REQUIRED WORK: Work out how many lines in the data hold the string "update". Reply with only that number.
++++++++
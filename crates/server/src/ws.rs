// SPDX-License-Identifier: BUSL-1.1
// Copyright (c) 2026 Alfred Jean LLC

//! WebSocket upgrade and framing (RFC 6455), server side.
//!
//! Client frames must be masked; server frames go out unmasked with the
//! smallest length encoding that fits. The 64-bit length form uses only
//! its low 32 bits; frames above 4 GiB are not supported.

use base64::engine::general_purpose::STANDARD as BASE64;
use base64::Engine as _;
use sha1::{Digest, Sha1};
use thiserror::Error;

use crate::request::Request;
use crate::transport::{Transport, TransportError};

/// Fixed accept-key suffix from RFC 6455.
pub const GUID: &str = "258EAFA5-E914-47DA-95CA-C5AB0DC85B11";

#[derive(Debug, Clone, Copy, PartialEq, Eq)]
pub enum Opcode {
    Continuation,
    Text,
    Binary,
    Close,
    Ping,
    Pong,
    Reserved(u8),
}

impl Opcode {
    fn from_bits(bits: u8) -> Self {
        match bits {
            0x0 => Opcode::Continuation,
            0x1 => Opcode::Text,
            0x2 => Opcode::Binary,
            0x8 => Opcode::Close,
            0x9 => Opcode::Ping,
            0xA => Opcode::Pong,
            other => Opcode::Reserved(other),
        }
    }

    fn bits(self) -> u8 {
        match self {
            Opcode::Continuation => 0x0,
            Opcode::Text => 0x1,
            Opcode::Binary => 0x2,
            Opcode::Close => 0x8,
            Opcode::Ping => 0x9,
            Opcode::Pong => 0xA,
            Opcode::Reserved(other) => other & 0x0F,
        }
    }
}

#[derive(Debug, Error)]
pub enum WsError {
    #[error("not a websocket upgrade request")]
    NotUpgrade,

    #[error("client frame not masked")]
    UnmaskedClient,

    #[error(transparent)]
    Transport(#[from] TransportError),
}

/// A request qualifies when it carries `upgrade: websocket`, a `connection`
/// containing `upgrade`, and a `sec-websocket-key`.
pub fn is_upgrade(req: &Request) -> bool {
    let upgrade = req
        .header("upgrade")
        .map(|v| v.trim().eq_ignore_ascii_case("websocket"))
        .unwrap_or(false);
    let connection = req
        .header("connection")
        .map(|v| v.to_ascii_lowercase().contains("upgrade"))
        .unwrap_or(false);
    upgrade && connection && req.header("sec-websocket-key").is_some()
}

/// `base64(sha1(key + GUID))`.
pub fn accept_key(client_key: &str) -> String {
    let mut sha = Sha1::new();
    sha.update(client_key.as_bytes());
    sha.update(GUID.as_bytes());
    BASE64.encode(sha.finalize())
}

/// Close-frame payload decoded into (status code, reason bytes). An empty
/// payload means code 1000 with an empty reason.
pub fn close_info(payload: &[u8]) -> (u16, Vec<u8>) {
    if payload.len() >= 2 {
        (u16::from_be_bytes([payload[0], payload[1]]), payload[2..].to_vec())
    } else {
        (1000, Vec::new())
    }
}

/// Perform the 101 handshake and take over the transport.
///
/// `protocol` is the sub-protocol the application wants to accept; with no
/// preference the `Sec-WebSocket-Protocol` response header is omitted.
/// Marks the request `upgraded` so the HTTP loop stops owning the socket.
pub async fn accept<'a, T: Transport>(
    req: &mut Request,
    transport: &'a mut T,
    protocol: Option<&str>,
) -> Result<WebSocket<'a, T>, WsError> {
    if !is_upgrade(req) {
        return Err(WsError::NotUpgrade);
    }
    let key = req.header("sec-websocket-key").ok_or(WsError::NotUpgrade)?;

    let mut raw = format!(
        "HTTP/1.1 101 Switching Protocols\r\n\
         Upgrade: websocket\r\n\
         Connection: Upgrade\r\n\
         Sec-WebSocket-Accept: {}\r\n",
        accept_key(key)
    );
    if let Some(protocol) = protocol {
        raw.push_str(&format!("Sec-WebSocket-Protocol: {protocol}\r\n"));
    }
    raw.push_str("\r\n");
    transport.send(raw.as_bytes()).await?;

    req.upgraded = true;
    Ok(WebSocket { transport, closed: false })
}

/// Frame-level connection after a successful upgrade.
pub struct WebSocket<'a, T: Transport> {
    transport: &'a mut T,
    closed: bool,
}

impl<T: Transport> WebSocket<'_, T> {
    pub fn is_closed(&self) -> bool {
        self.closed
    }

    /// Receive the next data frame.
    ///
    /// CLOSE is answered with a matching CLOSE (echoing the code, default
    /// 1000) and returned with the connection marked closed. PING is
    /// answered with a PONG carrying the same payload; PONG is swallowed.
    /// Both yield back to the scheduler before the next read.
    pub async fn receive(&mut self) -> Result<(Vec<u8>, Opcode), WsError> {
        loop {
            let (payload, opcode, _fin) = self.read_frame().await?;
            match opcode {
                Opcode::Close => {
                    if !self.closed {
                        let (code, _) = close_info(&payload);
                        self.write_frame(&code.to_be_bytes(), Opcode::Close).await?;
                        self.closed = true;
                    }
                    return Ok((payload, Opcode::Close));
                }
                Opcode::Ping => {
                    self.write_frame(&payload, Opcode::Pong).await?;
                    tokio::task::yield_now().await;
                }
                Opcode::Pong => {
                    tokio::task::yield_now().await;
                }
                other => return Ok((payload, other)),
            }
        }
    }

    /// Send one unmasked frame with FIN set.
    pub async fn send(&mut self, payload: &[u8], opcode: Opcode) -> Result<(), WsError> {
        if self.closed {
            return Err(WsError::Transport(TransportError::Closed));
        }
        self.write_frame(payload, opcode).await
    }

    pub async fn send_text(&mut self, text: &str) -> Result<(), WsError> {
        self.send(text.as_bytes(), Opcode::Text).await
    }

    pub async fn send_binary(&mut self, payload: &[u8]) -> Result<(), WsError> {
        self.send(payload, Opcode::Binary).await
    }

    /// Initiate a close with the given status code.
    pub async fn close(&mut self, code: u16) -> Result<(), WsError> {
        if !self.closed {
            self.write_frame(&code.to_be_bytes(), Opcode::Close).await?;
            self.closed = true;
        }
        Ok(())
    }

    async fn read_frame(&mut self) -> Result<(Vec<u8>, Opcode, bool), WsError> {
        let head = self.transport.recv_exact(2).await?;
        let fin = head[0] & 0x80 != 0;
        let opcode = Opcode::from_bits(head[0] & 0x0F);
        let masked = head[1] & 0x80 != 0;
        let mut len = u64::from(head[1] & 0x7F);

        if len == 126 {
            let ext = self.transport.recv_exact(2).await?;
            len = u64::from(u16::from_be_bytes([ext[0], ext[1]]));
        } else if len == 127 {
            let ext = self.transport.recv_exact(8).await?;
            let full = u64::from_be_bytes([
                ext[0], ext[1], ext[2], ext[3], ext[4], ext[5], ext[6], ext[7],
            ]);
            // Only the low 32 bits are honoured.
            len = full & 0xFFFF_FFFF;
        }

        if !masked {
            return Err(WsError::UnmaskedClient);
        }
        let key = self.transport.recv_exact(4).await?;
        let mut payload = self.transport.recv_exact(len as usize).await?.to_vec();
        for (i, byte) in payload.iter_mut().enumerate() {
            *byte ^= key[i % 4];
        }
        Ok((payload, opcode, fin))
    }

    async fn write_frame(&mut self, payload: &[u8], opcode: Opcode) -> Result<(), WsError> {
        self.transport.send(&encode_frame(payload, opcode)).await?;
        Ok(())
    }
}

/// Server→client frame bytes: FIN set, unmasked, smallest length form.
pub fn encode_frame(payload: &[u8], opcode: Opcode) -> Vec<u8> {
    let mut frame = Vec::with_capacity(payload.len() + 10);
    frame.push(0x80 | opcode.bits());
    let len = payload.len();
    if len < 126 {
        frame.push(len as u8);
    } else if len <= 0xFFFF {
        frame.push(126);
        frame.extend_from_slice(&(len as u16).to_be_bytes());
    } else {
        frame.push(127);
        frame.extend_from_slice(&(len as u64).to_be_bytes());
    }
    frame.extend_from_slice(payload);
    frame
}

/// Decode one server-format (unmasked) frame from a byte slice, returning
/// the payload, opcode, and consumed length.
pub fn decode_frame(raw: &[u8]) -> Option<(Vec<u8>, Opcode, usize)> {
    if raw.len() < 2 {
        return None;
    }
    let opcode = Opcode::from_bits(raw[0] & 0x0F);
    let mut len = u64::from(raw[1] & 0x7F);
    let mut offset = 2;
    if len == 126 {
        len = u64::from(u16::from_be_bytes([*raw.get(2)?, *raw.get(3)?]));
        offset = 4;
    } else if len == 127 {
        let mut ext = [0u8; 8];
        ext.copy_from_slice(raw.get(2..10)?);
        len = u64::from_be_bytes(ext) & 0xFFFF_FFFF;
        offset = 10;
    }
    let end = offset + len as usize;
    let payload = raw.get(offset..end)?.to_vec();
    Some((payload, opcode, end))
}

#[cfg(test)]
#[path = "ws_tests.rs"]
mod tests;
++++++++
SOLUTION: 2